You can also try a smaller value, say \(n = 10\), and if the function still takes a long time, perhaps the function is exponential, and vice-versa for large n and fast functions.

Example


def bar(n):
  if n % 4 == 0:
    return "done!"
  return bar(n - 1)
          

Solution

Try this for \(n=100\), and you'll notice you finish immediately. That was fast, so let's try a bigger value: \(n=10003\). There are 3 recursive calls, then we hit 10,000 and once again it completes instantly. That was way faster than even \(\Theta(\log n)\): the runtime must be constant, \(\Theta(1)\)

Change in Input Size

Related to test inputs is change in input size: Observe the following:

  1. \(n\) doubles → time increases by 1 implies \(\Theta(\log n)\)
  2. \(n\) increases by 1 → time increases by 1 implies \(\Theta(n)\)
  3. \(n\) increases by 1 → time increases by \(n\) implies \(\Theta(n^2)\)
  4. \(n\) increases by 1 → time doubles implies \(\Theta(2^n)\)

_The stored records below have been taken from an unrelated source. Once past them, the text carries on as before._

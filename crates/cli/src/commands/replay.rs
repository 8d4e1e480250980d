//! Run a command script through a session.
//!
//! Each non-blank line that does not start with `#` is parsed and dispatched
//! exactly as the terminal would. Swipes wait for their settle delay before
//! the next line runs. The final snapshot is printed as JSON.
//!
//! # Usage
//!
//! ```bash
//! ucook-cli replay session.txt --catalog dishes.yaml --settle-ms 0
//! ```

use std::io::Write as _;
use std::path::{Path, PathBuf};
use std::sync::Arc;
use std::time::Duration;

use tracing::{debug, info};
use u_cook_app::config::ConfigError;
use u_cook_app::state::Reply;
use u_cook_app::{AppConfig, AppError, AppState, Catalog, Command, Snapshot};

/// Errors from replaying a script.
#[derive(Debug, thiserror::Error)]
pub enum ReplayError {
    #[error("Failed to read script {path}: {source}")]
    Read {
        path: String,
        source: std::io::Error,
    },

    #[error(transparent)]
    Config(#[from] ConfigError),

    #[error("Line {line}: {source}")]
    Line { line: usize, source: AppError },

    #[error(transparent)]
    App(#[from] AppError),

    #[error("Failed to write output: {0}")]
    Output(#[from] std::io::Error),
}

/// Replay `script` and print the final snapshot.
///
/// # Errors
///
/// Returns an error if the script cannot be read, the catalog cannot be
/// loaded, or any line fails to parse or dispatch.
pub async fn run(
    script: &Path,
    catalog: Option<PathBuf>,
    settle_ms: Option<u64>,
) -> Result<(), ReplayError> {
    let mut config = AppConfig::from_env()?;
    if catalog.is_some() {
        config.catalog_path = catalog;
    }
    if let Some(ms) = settle_ms {
        config.settle_delay = Duration::from_millis(ms);
    }

    let content = tokio::fs::read_to_string(script)
        .await
        .map_err(|source| ReplayError::Read {
            path: script.display().to_string(),
            source,
        })?;

    let catalog = Catalog::load_or_builtin(config.catalog_path.as_deref())
        .await
        .map_err(AppError::from)?;
    let state = AppState::new(config, Arc::new(catalog))?;

    let snapshot = replay(&state, &content).await?;
    let json = serde_json::to_string_pretty(&snapshot).map_err(AppError::from)?;
    writeln!(std::io::stdout(), "{json}")?;
    Ok(())
}

/// Dispatch every command in `script` and return the final snapshot.
///
/// # Errors
///
/// Returns the first line that fails to parse or dispatch.
pub async fn replay(state: &AppState, script: &str) -> Result<Snapshot, ReplayError> {
    let mut count = 0_usize;

    for (index, raw) in script.lines().enumerate() {
        let line = raw.trim();
        if line.is_empty() || line.starts_with('#') {
            continue;
        }
        let at = |source: AppError| ReplayError::Line {
            line: index + 1,
            source,
        };

        let command = Command::parse(line).map_err(|e| at(e.into()))?;
        let reply = state.handle(command).await.map_err(at)?.settled().await;
        count += 1;

        if reply == Reply::Quit {
            debug!(line = index + 1, "Script quit");
            break;
        }
    }

    info!(commands = count, "Replay complete");
    Ok(state.snapshot().await)
}

#[cfg(test)]
#[allow(clippy::unwrap_used)]
mod tests {
    use u_cook_core::Screen;

    use super::*;

    fn state() -> AppState {
        let config = AppConfig {
            settle_delay: Duration::ZERO,
            ..AppConfig::default()
        };
        AppState::new(config, Arc::new(Catalog::builtin().unwrap())).unwrap()
    }

    #[tokio::test]
    async fn test_replay_full_flow() {
        let script = "\
# onboarding
name Anna
phone 8 999 123 45 67
next
cuisine russian
next
next
next

right
left
right
cart
";
        let snapshot = replay(&state(), script).await.unwrap();

        assert_eq!(snapshot.screen, Screen::Cart);
        assert_eq!(snapshot.cart_count, 2);
        assert_eq!(snapshot.cart.total().to_string(), "₽1270");
        assert_eq!(
            snapshot.preferences.unwrap().phone.as_str(),
            "+79991234567"
        );
    }

    #[tokio::test]
    async fn test_replay_stops_at_quit() {
        let snapshot = replay(&state(), "name Anna\nquit\nphone 9991234567\n")
            .await
            .unwrap();
        assert_eq!(snapshot.screen, Screen::Onboarding);
    }

    #[tokio::test]
    async fn test_replay_reports_line() {
        let err = replay(&state(), "name Anna\n\nleft\n").await.unwrap_err();
        assert!(matches!(err, ReplayError::Line { line: 3, .. }));
        assert_eq!(
            err.to_string(),
            "Line 3: not available on the onboarding screen"
        );
    }
}
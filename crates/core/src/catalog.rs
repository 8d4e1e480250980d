//! The dish catalog seam.
//!
//! A session reads dishes through [`DishCatalog`] so the built-in mock data
//! can be swapped for a file or a catalog service without touching the
//! state machine.

use crate::types::{ChefId, Dish};

/// A read-only, fixed-order source of dishes.
pub trait DishCatalog: Send + Sync {
    /// All dishes, in presentation order.
    fn dishes(&self) -> &[Dish];

    /// Number of dishes.
    fn len(&self) -> usize {
        self.dishes().len()
    }

    /// Whether the catalog has no dishes.
    fn is_empty(&self) -> bool {
        self.dishes().is_empty()
    }

    /// Dish at a presentation index.
    fn get(&self, index: usize) -> Option<&Dish> {
        self.dishes().get(index)
    }

    /// Every dish cooked by the given chef, in presentation order.
    fn by_chef<'a>(&'a self, chef: &'a ChefId) -> Box<dyn Iterator<Item = &'a Dish> + 'a> {
        Box::new(self.dishes().iter().filter(move |dish| &dish.chef.id == chef))
    }
}

impl DishCatalog for Vec<Dish> {
    fn dishes(&self) -> &[Dish] {
        self
    }
}
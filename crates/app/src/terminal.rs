//! Line-oriented terminal front-end.
//!
//! Reads one command per line, dispatches it through [`AppState`] and redraws
//! the active screen whenever the state revision changes. Redraws also happen
//! while the user is idle, e.g. when a settle timer advances the swipe card.

use std::future::Future;

use tokio::io::{AsyncBufRead, AsyncBufReadExt, AsyncWrite, AsyncWriteExt};
use tracing::{debug, info};

use crate::command::{Command, CommandError};
use crate::error::{AppError, Result};
use crate::state::{AppState, Dispatch, Reply};

const SEPARATOR: &str = "----------------------------------------";

/// Run the terminal loop until `quit`, end of input or `shutdown` resolves.
///
/// # Errors
///
/// Returns an error if reading input or writing output fails. Command and
/// render failures are reported on screen and the loop continues.
pub async fn run<R, W>(
    state: AppState,
    mut input: R,
    mut output: W,
    shutdown: impl Future<Output = ()>,
) -> Result<()>
where
    R: AsyncBufRead + Unpin,
    W: AsyncWrite + Unpin,
{
    let mut line = Vec::new();
    let mut revisions = state.subscribe();
    tokio::pin!(shutdown);

    write_text(&mut output, "Type 'help' for the commands on each screen.").await?;
    revisions.borrow_and_update();
    draw(&state, &mut output).await?;

    loop {
        tokio::select! {
            biased;

            () = &mut shutdown => {
                info!("Shutdown signal received");
                break;
            }
            changed = revisions.changed() => {
                if changed.is_err() {
                    break;
                }
                revisions.borrow_and_update();
                draw(&state, &mut output).await?;
            }
            // A cancelled read leaves its partial line in `line`.
            read = input.read_until(b'\n', &mut line) => {
                if read? == 0 && line.is_empty() {
                    debug!("End of input");
                    break;
                }
                let keep_going = match decode_line(std::mem::take(&mut line)) {
                    Ok(text) => dispatch(&state, &text, &mut output).await?,
                    Err(e) => {
                        report(&mut output, &AppError::from(e)).await?;
                        true
                    }
                };
                if !keep_going {
                    break;
                }
            }
        }
    }

    output.flush().await?;
    Ok(())
}

/// Strip the line terminator and decode. Invalid UTF-8 rejects the line only.
fn decode_line(mut bytes: Vec<u8>) -> std::result::Result<String, CommandError> {
    if bytes.last() == Some(&b'\n') {
        bytes.pop();
        if bytes.last() == Some(&b'\r') {
            bytes.pop();
        }
    }
    String::from_utf8(bytes).map_err(|_| CommandError::InvalidEncoding)
}

/// Handle one input line. Returns `false` when the session should end.
async fn dispatch<W>(state: &AppState, line: &str, output: &mut W) -> Result<bool>
where
    W: AsyncWrite + Unpin,
{
    let command = match Command::parse(line) {
        Ok(command) => command,
        Err(CommandError::Empty) => return Ok(true),
        Err(e) => {
            report(output, &AppError::from(e)).await?;
            return Ok(true);
        }
    };

    match state.handle(command).await {
        Ok(Dispatch {
            reply: Reply::Quit, ..
        }) => Ok(false),
        Ok(Dispatch {
            reply: Reply::Message(text),
            ..
        }) => {
            write_text(output, &text).await?;
            Ok(true)
        }
        // The revision bump triggers the redraw.
        Ok(Dispatch {
            reply: Reply::Redraw,
            ..
        }) => Ok(true),
        Err(e) => {
            report(output, &e).await?;
            Ok(true)
        }
    }
}

async fn draw<W>(state: &AppState, output: &mut W) -> Result<()>
where
    W: AsyncWrite + Unpin,
{
    match state.render().await {
        Ok(screen) => {
            write_text(output, SEPARATOR).await?;
            write_text(output, screen.trim_end()).await
        }
        Err(e) => report(output, &e).await,
    }
}

async fn report<W>(output: &mut W, error: &AppError) -> Result<()>
where
    W: AsyncWrite + Unpin,
{
    error.report();
    write_text(output, &format!("! {error}")).await
}

async fn write_text<W>(output: &mut W, text: &str) -> Result<()>
where
    W: AsyncWrite + Unpin,
{
    output.write_all(text.as_bytes()).await?;
    output.write_all(b"\n").await?;
    output.flush().await?;
    Ok(())
}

This is often a quicker way of reasoning about the runtime than sample inputs. You can derive these relationships yourself by plugging in \(n + 1\) to functions (for example: \(2^{n + 1} = 2 \cdot 2^n\) which implies the relationship for \(\Theta(2^n)\)).

Example


def yarbin(n):
  while n > 1:
    n = n / 2
          

Solution

First we try increasing \(n\) by 1: that doesn't seem to affect the runtime. What about doubling \(n\)? That would make the while loop run for one more iteration. That means we are in the first relationship listed; the runtime is \(\Theta(\log n)\)

Recursion Trees

For functions using recursion, drawing a tree of the recursive calls (labelling the nodes with the value of \(n\) for that function call) is often the best choice, especially (fittingly) for tree-recursive question. For these questions, the runtime is usually either (1) the number of nodes times the time per node (often constant) or (2) the number of levels times the time per level.

Example


def cauchy(n):
  if n <= 1:
    return None
  for i in range(n):
    print("how do like them apples?")
  cauchy(n//2)
  cauchy(n//2)
          

Solution

The diagram above explains how to use recursion trees for this problem. We use the second kind of analysis (level-by-level analysis). The combined runtime of all nodes on one level is \(n\), and there are \(\log n\) levels, so the runtime is \(\Theta(n \log n)\)

Draw a Picture

This is the most effective and least utilized method when it comes to asymptotic problems: draw a picture who's area/volume is the runtime of the function.

Example


def schwartz(n):
  if n <= 0:
    return None
  schwartz(n - 3)
  if n % 3 != 0:
    schwartz(n - (n % 3))
          

Solution

I've drawn the recursion tree for the \(n = 10\) case above: notice that it forms a triangle with width \(\frac{n}{3}\) and height \(\frac{n}{3}\), so the area is \(\frac{n^2}{18} = \Theta(n^2)\). Each node takes constant time, so the runtime is \(\Theta(n^2)\).

Miscellania

I've kept this post intentionally narrow, so now I will mention some details that are also useful to know, but I will not go over them in depth. Two sums to memorize are \(1 + 2 + 3 + \ldots + (n - 1) + n = \frac{n(n + 1)}{2} \in \Theta(n^2)\) and \(1 + 2 + 4 + \ldots + \frac{n}{2} + n = 2n - 1 \in \Theta(n)\) (a good exercise to see why these come up often is to think of the loops that would run for exactly those amounts of time). A fact to know is that a number \(N\) can be represented in \(\Theta(\log N)\) bits and/or digits. The base of a logarithm does not matter for big-Theta because it is equivalent to multiplying by a constant (this one is also in the official 61A slides).

There are a few more details to know for future classes (amortization and cost model for 61B and master theorem, harmonic series, and pseudopolynomial for 170) but going over those would be getting into the weeds. Best of luck to any 61A students preparing for an exam!